Jessica, I think the one thing I have learned in my experience (this is my 12th pregnancy, but will be number 8 at home)is to do the best I can and not sweat what I can’t do. Right now I am in the throws of morning sickness so my days are extremely variable. Yesterday I caught up on all the dishes and did several hours of productive schoolwork and today I could barely eat my breakfast without losing it and wasn’t able to set foot in the kitchen at all. I can either stress about whatever I cannot do and have no peace, or I can do what I can, rest as needed, and catch up more the next day. I just try to have a continuum of things I do. I aim for two loads of laundry per day 5-6 days per week. Sometimes I have to catch up on folding. Other times it’s dishes or the bathrooms. But I try always to address the most pressing needs first. Also we try to do a general tidy up each evening before family worship so that overall things are tidy. Everything else gets done the next day. Housework and school are continuous. Even if you completely catch up one day there will be more to do tomorrow. Little ones will undo the work you just finished. And other days they’ll be quite helpful.
I have 5 under ten, a ten year old and a twelve year old. And it does get better. My oldest daughter is a great help to me. She cooks, cleans, changes diapers…and she’s still growing and doesn’t do everything perfectly but I didn’t either at 12. I’m thankful for her willingness to help!
Like you said, there’s chaotic days and there’s days where you get a glimpse of what your children are becoming and it’s encouraging. I think we must just continue pressing toward the mark of raising a Christian family and have peace that as we do our best Christ is working in the hearts of our little ones.
First thing first, Celina: Congratulations! I’m thrilled to hear about your new pregnancy! 🙂
I like what you said about “addressing the most pressing needs first.” Yes, that’s what I try to do, too. And it’s so true that housework and school are continuous–I totally agree with that, ha, ha!
And yet, as you say, we must keep on pressing toward that mark and have peace that we are doing our best.
How neat that your whole family has a time of worship every evening! I have devotions/Bible lessons with the children every day, but we haven’t yet gotten to the family worship every evening. It’s something that I was trying to make happen, but it didn’t go well. As you said, we can only do our best. Maybe I will figure out how to make it happen later on. 🙂
As always, thank you for your insightful and helpful comments! I am continually so impressed with your experience and knowledge!
~Jessica
I loved this post, Jessica! I had to print it off for my parenting notebook. It was so encouraging.

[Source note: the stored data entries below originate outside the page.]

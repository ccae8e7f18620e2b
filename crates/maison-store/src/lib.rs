//! # Maison Store
//!
//! Shopper state for the Maison storefront.
//!
//! Collections that mirror the backend (cart, wishlist) are [`SyncedList`]s:
//! the last server snapshot plus a queue of optimistic edits. Every change is
//! persisted to a [`maison_cache::Cache`] slot keyed by the shopper session,
//! so a reload shows the same cart before the backend answers.
//!
//! The store itself never performs I/O beyond the cache. Callers push an
//! edit, send the request, then settle the edit:
//!
//! ```ignore
//! let (op, body) = store.cart.add(line)?;
//! match maison_services::cart::add_line(&client, &body).await {
//!     Ok(cart) => store.cart.apply_server(cart, Some(op))?,
//!     Err(_) => store.cart.rollback(op)?,
//! }
//! ```

pub mod app;
pub mod auth;
pub mod buy_now;
pub mod cart;
pub mod error;
pub mod persist;
pub mod synced;
pub mod wishlist;

pub use app::AppStore;
pub use error::StoreError;
pub use synced::{Keyed, ListOp, OpId, SyncedList};

/// Prelude for common imports
pub mod prelude {
    pub use crate::app::AppStore;
    pub use crate::auth::AuthState;
    pub use crate::buy_now::BuyNowStore;
    pub use crate::cart::CartStore;
    pub use crate::error::StoreError;
    pub use crate::synced::{OpId, SyncedList};
    pub use crate::wishlist::{Toggle, WishlistStore};
}
//! Admin dashboard. The backend enforces roles; the guard here only keeps
//! customers from seeing controls they cannot use.

mod content;
mod inquiries;
mod navigation;
mod orders;
mod testimonials;
mod users;

use super::SignInPrompt;
use crate::state::use_shop;
use leptos::prelude::*;
use leptos_meta::Title;
use maison_ui::{Positioned, ReorderList};

#[derive(Debug, Clone, Copy, PartialEq, Eq)]
enum Tab {
    Orders,
    Testimonials,
    Inquiries,
    Users,
    Navigation,
    Content,
}

impl Tab {
    const ALL: [Tab; 6] = [
        Tab::Orders,
        Tab::Testimonials,
        Tab::Inquiries,
        Tab::Users,
        Tab::Navigation,
        Tab::Content,
    ];

    fn label(self) -> &'static str {
        match self {
            Tab::Orders => "Orders",
            Tab::Testimonials => "Testimonials",
            Tab::Inquiries => "Inquiries",
            Tab::Users => "Users",
            Tab::Navigation => "Navigation",
            Tab::Content => "Homepage & legal",
        }
    }
}

#[component]
pub fn AdminPage() -> impl IntoView {
    let shop = use_shop();
    let resolved = move || shop.store.with(|s| s.auth.is_resolved());
    let is_admin = move || shop.store.with(|s| s.auth.is_admin());
    let tab = RwSignal::new(Tab::Orders);

    view! {
        <Title text="Admin"/>
        <Show when=resolved fallback=|| view! { <p>"Checking your account..."</p> }>
            <Show
                when=is_admin
                fallback=|| view! { <SignInPrompt reason="Sign in with an admin account to manage the store."/> }
            >
                <div class="admin">
                    <nav class="admin-tabs" role="tablist">
                        {Tab::ALL.into_iter().map(|t| view! {
                            <button
                                role="tab"
                                class:active=move || tab.get() == t
                                on:click=move |_| tab.set(t)
                            >
                                {t.label()}
                            </button>
                        }).collect_view()}
                    </nav>
                    <section class="admin-panel">
                        {move || match tab.get() {
                            Tab::Orders => view! { <orders::OrdersPanel/> }.into_any(),
                            Tab::Testimonials => view! { <testimonials::TestimonialsPanel/> }.into_any(),
                            Tab::Inquiries => view! { <inquiries::InquiriesPanel/> }.into_any(),
                            Tab::Users => view! { <users::UsersPanel/> }.into_any(),
                            Tab::Navigation => view! { <navigation::NavigationPanel/> }.into_any(),
                            Tab::Content => view! { <content::ContentPanel/> }.into_any(),
                        }}
                    </section>
                </div>
            </Show>
        </Show>
    }
}

/// Drag-and-drop list with up/down buttons as a keyboard alternative.
/// `on_save` receives the renumbered items whenever the order changes.
#[component]
fn SortableList<T, K, L, A, AV>(
    list: RwSignal<ReorderList<T>>,
    /// Stable identity for each row.
    key: K,
    label: L,
    /// Extra controls rendered at the end of each row.
    actions: A,
    on_save: Callback<Vec<T>>,
) -> impl IntoView
where
    T: Positioned + Clone + PartialEq + Send + Sync + 'static,
    K: Fn(&T) -> String + Copy + Send + Sync + 'static,
    L: Fn(&T) -> String + Copy + Send + Sync + 'static,
    A: Fn(T) -> AV + Copy + Send + Sync + 'static,
    AV: IntoView + 'static,
{
    let save = move || on_save.run(list.with_untracked(|l| l.items().to_vec()));
    let finish = move || {
        if list.try_update(ReorderList::drop).unwrap_or(false) {
            save();
        }
    };
    let shift = move |from: usize, to: usize| {
        if list.try_update(|l| l.move_item(from, to)).unwrap_or(false) {
            save();
        }
    };

    view! {
        <ol class="sortable">
            <For
                each=move || list.with(|l| l.items().to_vec())
                key=move |item| key(item)
                children=move |item| {
                    let id = StoredValue::new(key(&item));
                    let index = move || {
                        id.with_value(|id| list.with(|l| l.items().iter().position(|i| &key(i) == id).unwrap_or(0)))
                    };
                    let len = move || list.with(|l| l.items().len());
                    view! {
                        <li
                            draggable="true"
                            class:dragging=move || list.with(|l| l.dragged() == Some(index()))
                            on:dragstart=move |_| list.update(|l| l.begin_drag(index()))
                            on:dragover=move |ev| {
                                ev.prevent_default();
                                list.update(|l| l.drag_over(index()));
                            }
                            on:drop=move |ev| {
                                ev.prevent_default();
                                finish();
                            }
                            on:dragend=move |_| list.update(ReorderList::cancel)
                        >
                            <span class="drag-handle" aria-hidden="true">"\u{2807}"</span>
                            <span class="sortable-label">{label(&item)}</span>
                            <button
                                aria-label="Move up"
                                disabled=move || index() == 0
                                on:click=move |_| {
                                    let i = index();
                                    shift(i, i.saturating_sub(1));
                                }
                            >
                                "\u{2191}"
                            </button>
                            <button
                                aria-label="Move down"
                                disabled=move || index() + 1 >= len()
                                on:click=move |_| {
                                    let i = index();
                                    shift(i, i + 1);
                                }
                            >
                                "\u{2193}"
                            </button>
                            {actions(item.clone())}
                        </li>
                    }
                }
            />
        </ol>
    }
}
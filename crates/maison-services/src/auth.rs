//! Login, registration and password recovery.

use crate::error::ServiceResult;
use maison_commerce::user::{Credentials, ForgotPassword, Registration, ResetPassword, User};
use maison_data::{FetchClient, Response};

/// A signed-in user plus the `Set-Cookie` header to relay to the browser.
#[derive(Debug, Clone, PartialEq)]
pub struct Session {
    pub user: User,
    pub set_cookie: Option<String>,
}

fn relay_cookie(response: &Response) -> Option<String> {
    response.header("Set-Cookie").map(str::to_string)
}

pub async fn login(client: &FetchClient, credentials: &Credentials) -> ServiceResult<Session> {
    credentials.validate()?;

    let response = client
        .post("/auth/login")
        .json(credentials)?
        .send()
        .await?
        .error_for_status()?;
    let user: User = response.data()?;
    tracing::info!(user_id = %user.id, "logged in");

    Ok(Session {
        set_cookie: relay_cookie(&response),
        user,
    })
}

/// End the session. Returns the cookie-clearing header when the backend sends one.
pub async fn logout(client: &FetchClient) -> ServiceResult<Option<String>> {
    let response = client.post("/auth/logout").send().await?.error_for_status()?;
    Ok(relay_cookie(&response))
}

/// The signed-in user, or `None` for guests.
pub async fn me(client: &FetchClient) -> ServiceResult<Option<User>> {
    match client.get("/auth/me").send_data::<User>().await {
        Ok(user) => Ok(Some(user)),
        Err(e) if e.is_unauthorized() => Ok(None),
        Err(e) => Err(e.into()),
    }
}

pub async fn register(client: &FetchClient, registration: &Registration) -> ServiceResult<Session> {
    registration.validate()?;

    let response = client
        .post("/auth/register")
        .json(registration)?
        .send()
        .await?
        .error_for_status()?;
    let user: User = response.data()?;
    tracing::info!(user_id = %user.id, "registered");

    Ok(Session {
        set_cookie: relay_cookie(&response),
        user,
    })
}

/// Ask for a reset link. Succeeds whether or not the address has an account.
pub async fn forgot_password(client: &FetchClient, email: &str) -> ServiceResult<()> {
    maison_commerce::validate::email("email", email)?;
    client
        .post("/auth/forgot-password")
        .json(&ForgotPassword {
            email: email.trim().to_string(),
        })?
        .send()
        .await?
        .error_for_status()?;
    Ok(())
}

pub async fn reset_password(client: &FetchClient, reset: &ResetPassword) -> ServiceResult<()> {
    reset.validate()?;
    client
        .post("/auth/reset-password")
        .json(reset)?
        .send()
        .await?
        .error_for_status()?;
    Ok(())
}
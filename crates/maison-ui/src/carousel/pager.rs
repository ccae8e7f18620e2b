//! Headless carousel state.
//!
//! The pager knows nothing about the DOM or timers. Time is passed in as
//! milliseconds so autoplay can be driven by a browser timeout in the
//! component and by plain numbers in tests.

/// Default autoplay interval.
pub const DEFAULT_INTERVAL_MS: u64 = 5_000;
/// Default space between cards.
pub const DEFAULT_GAP_PX: f64 = 16.0;

#[derive(Debug, Clone, Copy, PartialEq)]
pub struct PagerOptions {
    pub auto_play: bool,
    pub interval_ms: u64,
    pub gap_px: f64,
    /// Caps card width when there are fewer items than cards per page.
    pub max_card_width: Option<f64>,
}

impl Default for PagerOptions {
    fn default() -> Self {
        Self {
            auto_play: true,
            interval_ms: DEFAULT_INTERVAL_MS,
            gap_px: DEFAULT_GAP_PX,
            max_card_width: None,
        }
    }
}

/// Width of one card: `percent`% of the track minus `gap_offset_px`.
#[derive(Debug, Clone, Copy, PartialEq)]
pub struct ItemWidth {
    pub percent: f64,
    pub gap_offset_px: f64,
    pub max_px: Option<f64>,
}

impl ItemWidth {
    /// Inline style for a card.
    pub fn to_style(&self) -> String {
        let basis = format!("calc({:.4}% - {:.2}px)", self.percent, self.gap_offset_px);
        let mut style = format!("flex: 0 0 {basis}; width: {basis};");
        if let Some(max) = self.max_px {
            style.push_str(&format!(" max-width: {max}px;"));
        }
        style
    }
}

#[derive(Debug, Clone, PartialEq)]
pub struct Pager {
    len: usize,
    cards_per_page: usize,
    index: usize,
    options: PagerOptions,
    /// When the next autoplay tick is due, if autoplay is running.
    deadline: Option<u64>,
}

impl Pager {
    pub fn new(len: usize, cards_per_page: usize, options: PagerOptions, now: u64) -> Self {
        let mut pager = Self {
            len,
            cards_per_page: cards_per_page.max(1),
            index: 0,
            options,
            deadline: None,
        };
        pager.reschedule(now);
        pager
    }

    pub fn len(&self) -> usize {
        self.len
    }

    pub fn is_empty(&self) -> bool {
        self.len == 0
    }

    pub fn cards_per_page(&self) -> usize {
        self.cards_per_page
    }

    pub fn index(&self) -> usize {
        self.index
    }

    pub fn options(&self) -> &PagerOptions {
        &self.options
    }

    /// More items than fit: arrows and dots are shown.
    pub fn shows_controls(&self) -> bool {
        self.len > self.cards_per_page
    }

    /// Entering cards animate only when the window actually moves.
    pub fn animates(&self) -> bool {
        self.shows_controls()
    }

    pub fn autoplay_active(&self) -> bool {
        self.options.auto_play && self.shows_controls()
    }

    pub fn visible_count(&self) -> usize {
        self.cards_per_page.min(self.len)
    }

    /// Item indices in the window, wrapping past the end.
    pub fn visible_indices(&self) -> Vec<usize> {
        (0..self.visible_count())
            .map(|offset| (self.index + offset) % self.len)
            .collect()
    }

    /// Number of dots: `max(0, len - cards_per_page + 1)`.
    pub fn total_positions(&self) -> usize {
        (self.len + 1).saturating_sub(self.cards_per_page)
    }

    /// The highlighted dot. The index keeps counting past the last dot
    /// while wrapping, so the dot is the index modulo the dot count.
    pub fn active_dot(&self) -> Option<usize> {
        match self.total_positions() {
            0 => None,
            positions => Some(self.index % positions),
        }
    }

    pub fn is_dot_active(&self, dot: usize) -> bool {
        self.active_dot() == Some(dot)
    }

    pub fn item_width(&self) -> ItemWidth {
        let cpp = self.cards_per_page as f64;
        ItemWidth {
            percent: 100.0 / cpp,
            gap_offset_px: self.options.gap_px * (cpp - 1.0) / cpp,
            max_px: if self.len < self.cards_per_page {
                self.options.max_card_width
            } else {
                None
            },
        }
    }

    /// When autoplay will next advance, if it is running.
    pub fn next_deadline(&self) -> Option<u64> {
        self.deadline
    }

    pub fn next(&mut self, now: u64) {
        if self.len == 0 {
            return;
        }
        self.index = (self.index + 1) % self.len;
        self.reschedule(now);
    }

    pub fn prev(&mut self, now: u64) {
        if self.len == 0 {
            return;
        }
        self.index = (self.index + self.len - 1) % self.len;
        self.reschedule(now);
    }

    /// Jump to `index`, reduced modulo the item count.
    pub fn go_to(&mut self, index: usize, now: u64) {
        if self.len == 0 {
            return;
        }
        self.index = index % self.len;
        self.reschedule(now);
    }

    /// Advance if the autoplay deadline has passed. Returns whether the
    /// index moved.
    pub fn tick(&mut self, now: u64) -> bool {
        match self.deadline {
            Some(due) if now >= due && self.autoplay_active() => {
                self.index = (self.index + 1) % self.len;
                self.reschedule(now);
                true
            }
            _ => false,
        }
    }

    /// Viewport crossed a breakpoint.
    pub fn set_cards_per_page(&mut self, cards_per_page: usize, now: u64) {
        let cards_per_page = cards_per_page.max(1);
        if cards_per_page != self.cards_per_page {
            self.cards_per_page = cards_per_page;
            self.reschedule(now);
        }
    }

    pub fn set_auto_play(&mut self, auto_play: bool, now: u64) {
        if auto_play != self.options.auto_play {
            self.options.auto_play = auto_play;
            self.reschedule(now);
        }
    }

    /// Replace the item count, keeping the index in range.
    pub fn set_len(&mut self, len: usize, now: u64) {
        if len != self.len {
            self.len = len;
            self.index = if len == 0 { 0 } else { self.index % len };
            self.reschedule(now);
        }
    }

    fn reschedule(&mut self, now: u64) {
        self.deadline = self
            .autoplay_active()
            .then(|| now.saturating_add(self.options.interval_ms));
    }
}

#[cfg(test)]
mod tests {
    use super::*;

    fn pager(len: usize, cpp: usize) -> Pager {
        Pager::new(len, cpp, PagerOptions::default(), 0)
    }

    #[test]
    fn test_empty_pager() {
        let mut p = pager(0, 3);
        assert!(p.visible_indices().is_empty());
        assert!(!p.shows_controls());
        assert_eq!(p.next_deadline(), None);
        assert_eq!(p.active_dot(), None);
        p.next(10);
        p.prev(10);
        p.go_to(4, 10);
        assert_eq!(p.index(), 0);
    }

    #[test]
    fn test_window_wraps() {
        let mut p = pager(5, 3);
        p.go_to(3, 0);
        assert_eq!(p.visible_indices(), vec![3, 4, 0]);
        p.go_to(12, 0);
        assert_eq!(p.index(), 2);
    }

    #[test]
    fn test_dot_quirk() {
        let mut p = pager(6, 4);
        assert_eq!(p.total_positions(), 3);
        p.go_to(4, 0);
        assert_eq!(p.active_dot(), Some(1));
        assert!(p.is_dot_active(1));
    }

    #[test]
    fn test_item_width() {
        let p = pager(8, 4);
        let w = p.item_width();
        assert_eq!(w.percent, 25.0);
        assert_eq!(w.gap_offset_px, 12.0);
        assert_eq!(w.max_px, None);
        assert_eq!(w.to_style(), "flex: 0 0 calc(25.0000% - 12.00px); width: calc(25.0000% - 12.00px);");
    }

    #[test]
    fn test_autoplay_disabled() {
        let options = PagerOptions {
            auto_play: false,
            ..Default::default()
        };
        let mut p = Pager::new(10, 2, options, 0);
        assert_eq!(p.next_deadline(), None);
        assert!(!p.tick(100_000));

        p.set_auto_play(true, 50);
        assert_eq!(p.next_deadline(), Some(5_050));
    }

    #[test]
    fn test_set_len_keeps_index_valid() {
        let mut p = pager(10, 2);
        p.go_to(8, 0);
        p.set_len(3, 0);
        assert_eq!(p.index(), 2);
        p.set_len(0, 0);
        assert_eq!(p.index(), 0);
        assert_eq!(p.next_deadline(), None);
    }
}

Right now our 12yo is very helpful, but the rest of the crowd is still in the “teaching and training in the HOPES that they will someday be helpful” stage. (Our 9yo with special needs will always be a baby; our 6yo is gradually transitioning into the sometimes-helpful-sometimes-not stage.) So we’ve got a foot in both worlds. It is lovely to have one child who at long last can work independently and be truly helpful – I look forward to having more! 🙂
It is so difficult to give ourselves grace. I want beautifully behaved children (all the time), and a beautifully neat and clean house (all the time), and a perfectly ordered schedule (all the time). Despite my best efforts, not one of those has ever happened. It’s a matter of priorities, and in doing our best but not expecting perfection.
Thanks again for this post! As you see, I am ever-so-slowly working my way through your posts!
Love,
Diana
Diana,
Your hopes for your children, house, and schedule mirror exactly my own, ha, ha! I feel the same way!
I love what you said here:
“It’s a matter of priorities, and in doing our best but not expecting perfection.” Yes, so true. 🙂
Now, just as you are working your way through my posts, I am planning on responding to your email! I’m rather slow, but I look forward to replying to you soon, my friend! Thank you for everything!